Many argue that we should maintain the status quo because the traditional system works just fine. Although the traditional system may work for some, it is abundantly clear that there are huge disparities and issues around college and career readiness. Numerous surveys have revealed a disturbing trend: College educators and employers agree that students are not equipped with the foundational skills and work habits they need to be successful in post-secondary education or the workplace. These skills, often referred to as transferable skills, like communication, problem solving, self-direction and collaboration need to be explicitly taught in our schools. Furthermore, according to ACT’s annual Condition of College and Career Readiness where 1.8 million or 52% of graduating seniors were tested, only 37% meet three of the four college and career readiness benchmarks.  Additionally, according to a 2016 report by the Center for American Progress upwards of 60% of students require some sort of remediation in their first year of college, costing students and families over $1.3 billion each year. In Vermont, these skills are now embedded in proficiency-based graduation requirements and inform K-12 curriculum. 

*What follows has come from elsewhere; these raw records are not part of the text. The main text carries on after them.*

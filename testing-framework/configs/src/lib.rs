use std::sync::LazyLock;

use testing_framework_env as tf_env;

pub mod constants;
pub mod settings;

pub use settings::{FixtureSettings, SettingsError};

pub static IS_DEBUG_TRACING: LazyLock<bool> = LazyLock::new(tf_env::debug_tracing);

Some individuals have pointed to Maine as an example of a failed attempt to implement proficiency-based learning. Although it may be true that, legislatively speaking, a change of course occurred, what is clear from firsthand visits and interviews is that many of the schools that engaged in the work around proficiency-based learning continue that work regardless of the politics at the state level. Schools around the state continue proficiency-based learning through best practices with transferable skills education, frequent feedback, and instruction and assessment connected to clear learning expectations.  Even though the law was repealed in Maine, many schools have not missed a beat with their implementation of proficiency-based learning practices. The truth is that a vast majority of schools in Maine were making solid progress with proficiency-based learning. Realistically, this sort of education reform takes time and we owe it to our schools and communities in Vermont to maintain the support of time and guidance a well-intentioned policy can provide.

The world is changing rapidly. Teachers are no longer mere keepers of knowledge, filling students heads with facts. The three “R’s” of reading, writing, and arithmetic are insufficient for student success in college, career, and citizenship. Access to jobs that pay a livable wage require a wide variety of transferable skills, not just rote memorization of events, multiplication tables, and other conventional proxies of student learning. Teaching must be informed by empirical research and best practices, not what worked for some in the past.